As shown in fig. 1, the numerical control machining energy consumption prediction method provided by the invention comprises the following steps:

s100, obtaining operation rotating speed information of a processing machine tool, wherein the operation rotating speed information reflects the change condition of the rotating speed of a main shaft in the process of processing a workpiece by the processing machine tool, inputting the operation rotating speed information into a first characteristic extraction network to extract the rotating speed change characteristic of the main shaft of the processing machine tool, and obtaining a first characteristic output by the first characteristic extraction network;

s200, acquiring a three-dimensional model of the workpiece, rasterizing the three-dimensional model to obtain each three-dimensional grid of the three-dimensional model, acquiring machining workpiece parameters of the workpiece, and adding corresponding cutting information into the three-dimensional grids according to the machining process parameters to obtain a voxel model, wherein the cutting information reflects the cutting amount when a machining tool moves into the three-dimensional grids for cutting.

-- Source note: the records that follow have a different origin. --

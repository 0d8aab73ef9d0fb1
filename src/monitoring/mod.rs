//! Monitoring Module
//!
//! Observability for apphost: structured logging through `tracing`.

pub mod logging;

pub use logging::{LogFormat, LogLevel, LoggerConfig};
//! Construction descriptors ("builtins").
//!
//! A builtin is a declarative recipe for lazily building the value of
//! exactly one tree node. Apart from its cached value it is immutable once
//! the loader has produced it.

use std::fmt;
use std::sync::{Arc, OnceLock};

use parking_lot::RwLock;

use crate::domain::error::{DomainError, DomainResult};
use crate::domain::plugin::Plugin;
use crate::domain::property::PropertyCollection;
use crate::domain::tree::NodeId;
use crate::domain::value::Value;

/// Literal constructor argument, resolved against the parameter type.
#[derive(Debug, Clone, PartialEq, Eq)]
pub struct ConstructorArgument {
    raw: String,
    type_name: Option<String>,
}

impl ConstructorArgument {
    pub fn new(raw: impl Into<String>) -> Self {
        Self {
            raw: raw.into(),
            type_name: None,
        }
    }

    /// Argument with an explicit type, overriding the parameter's.
    pub fn typed(raw: impl Into<String>, type_name: impl Into<String>) -> Self {
        Self {
            raw: raw.into(),
            type_name: Some(type_name.into()),
        }
    }

    pub fn raw(&self) -> &str {
        &self.raw
    }

    pub fn type_name(&self) -> Option<&str> {
        self.type_name.as_deref()
    }
}

/// Explicit target type of a builtin, optionally with literal arguments.
#[derive(Debug, Clone, PartialEq, Eq)]
pub struct BuiltinType {
    type_name: String,
    constructor: Vec<ConstructorArgument>,
}

impl BuiltinType {
    pub fn new(type_name: impl Into<String>) -> Self {
        Self {
            type_name: type_name.into(),
            constructor: Vec::new(),
        }
    }

    pub fn with_argument(mut self, argument: ConstructorArgument) -> Self {
        self.constructor.push(argument);
        self
    }

    pub fn type_name(&self) -> &str {
        &self.type_name
    }

    pub fn constructor(&self) -> &[ConstructorArgument] {
        &self.constructor
    }
}

/// Whether a built value is kept for later `Auto` reads.
#[derive(Debug, Clone, Copy, PartialEq, Eq, Default)]
pub enum CachePolicy {
    #[default]
    Shared,
    /// Never cached: every read builds a fresh value.
    Transient,
}

#[derive(Debug)]
pub struct Builtin {
    name: String,
    builtin_type: Option<BuiltinType>,
    properties: PropertyCollection,
    plugin: Option<Arc<Plugin>>,
    policy: CachePolicy,
    node: OnceLock<NodeId>,
    cache: RwLock<Option<Value>>,
}

impl Builtin {
    pub fn new(name: impl Into<String>) -> Self {
        Self {
            name: name.into(),
            builtin_type: None,
            properties: PropertyCollection::new(),
            plugin: None,
            policy: CachePolicy::Shared,
            node: OnceLock::new(),
            cache: RwLock::new(None),
        }
    }

    pub fn with_type(mut self, builtin_type: BuiltinType) -> Self {
        self.builtin_type = Some(builtin_type);
        self
    }

    pub fn with_property(mut self, name: impl Into<String>, raw: impl Into<String>) -> Self {
        self.properties.set(name, raw);
        self
    }

    pub fn with_plugin(mut self, plugin: Arc<Plugin>) -> Self {
        self.plugin = Some(plugin);
        self
    }

    pub fn with_policy(mut self, policy: CachePolicy) -> Self {
        self.policy = policy;
        self
    }

    pub fn name(&self) -> &str {
        &self.name
    }

    pub fn builtin_type(&self) -> Option<&BuiltinType> {
        self.builtin_type.as_ref()
    }

    pub fn properties(&self) -> &PropertyCollection {
        &self.properties
    }

    pub fn has_properties(&self) -> bool {
        !self.properties.is_empty()
    }

    pub fn plugin(&self) -> Option<&Arc<Plugin>> {
        self.plugin.as_ref()
    }

    pub fn policy(&self) -> CachePolicy {
        self.policy
    }

    /// Node this builtin is bound to.
    pub fn node(&self) -> Option<NodeId> {
        self.node.get().copied()
    }

    /// Bind to a node. Binding happens once and cannot be undone.
    pub(crate) fn bind(&self, node: NodeId) -> DomainResult<()> {
        self.node.set(node).map_err(|_| DomainError::AlreadyBound {
            builtin: self.to_string(),
        })
    }

    /// Currently cached value.
    pub fn cached(&self) -> Option<Value> {
        self.cache.read().clone()
    }

    /// Store a freshly built value, replacing any cached one.
    pub fn store(&self, value: Value) {
        if self.policy == CachePolicy::Shared {
            *self.cache.write() = Some(value);
        }
    }

    /// Store a value unless another caller cached one first; returns the winner.
    pub fn store_if_empty(&self, value: Value) -> Value {
        if self.policy == CachePolicy::Transient {
            return value;
        }
        let mut cache = self.cache.write();
        match cache.as_ref() {
            Some(existing) if !existing.is_null() => existing.clone(),
            _ => {
                *cache = Some(value.clone());
                value
            }
        }
    }

    pub fn clear_cache(&self) {
        *self.cache.write() = None;
    }
}

impl fmt::Display for Builtin {
    fn fmt(&self, f: &mut fmt::Formatter<'_>) -> fmt::Result {
        match &self.plugin {
            Some(plugin) => write!(f, "{}@{}", self.name, plugin),
            None => write!(f, "{}", self.name),
        }
    }
}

The inventor researches and discovers that in the process of processing complex curved surfaces, the energy consumption of the machine tool is related to a plurality of factors, mainly including the rotating speed of a main shaft of the machine tool and the cutting amount of a processing cutter. However, in the process of machining a complex curved surface, because the running track is complex, the direction and the feed amount of the running track at each stage of the running track are difficult to analyze the influence of the cutting amount on the energy consumption. In the method provided by the embodiment, in addition to extracting the characteristics of the operating speed information of the processing machine tool for energy consumption prediction, the three-dimensional model of the workpiece is divided into a plurality of three-dimensional grids, the cutting amount of the processing tool when moving into the three-dimensional grids for cutting is associated in each three-dimensional grid, and after a voxel model is formed, the characteristics of the voxel model are extracted. Thus, the cutting amount which is changed in a complex manner in the machining process is divided into fine-grained information, and a feature extraction network can be adopted for feature extraction.

In actual production, when a numerical control machine tool processes a workpiece, a processing file of the workpiece is firstly compiled, the processing file is input into the machine tool, and the machine tool processes the workpiece based on the processing file. The operation rotating speed of the main shaft of the processing machine tool in the processing process of the workpiece can be read from the processing file, and the operation rotating speed information is obtained. Namely, the acquiring of the operating speed information of the processing machine tool includes:

and acquiring a processing technology file of the workpiece, and acquiring the running rotating speed information of the processing machine tool based on the processing technology file.

The operation rotating speed information of the processing machine tool is obtained from the pre-programmed processing technology file, the automatic extraction of the operation rotating speed information can be realized, and for workpieces sharing the same processing drawing, the operation rotating speed information can be extracted and processed only once, so that the calculated amount in the process of obtaining the processing energy consumption prediction result is reduced, and the real-time performance of energy consumption prediction is improved.

And after the running rotating speed information is obtained, inputting the running rotating speed information into a first feature extraction network, extracting the main shaft rotating speed change feature when the machining machine tool machines the workpiece by the first feature extraction network, and taking the feature extracted by the first feature extraction network as the first feature. The first feature extraction network may adopt the structure of an existing feature extraction network.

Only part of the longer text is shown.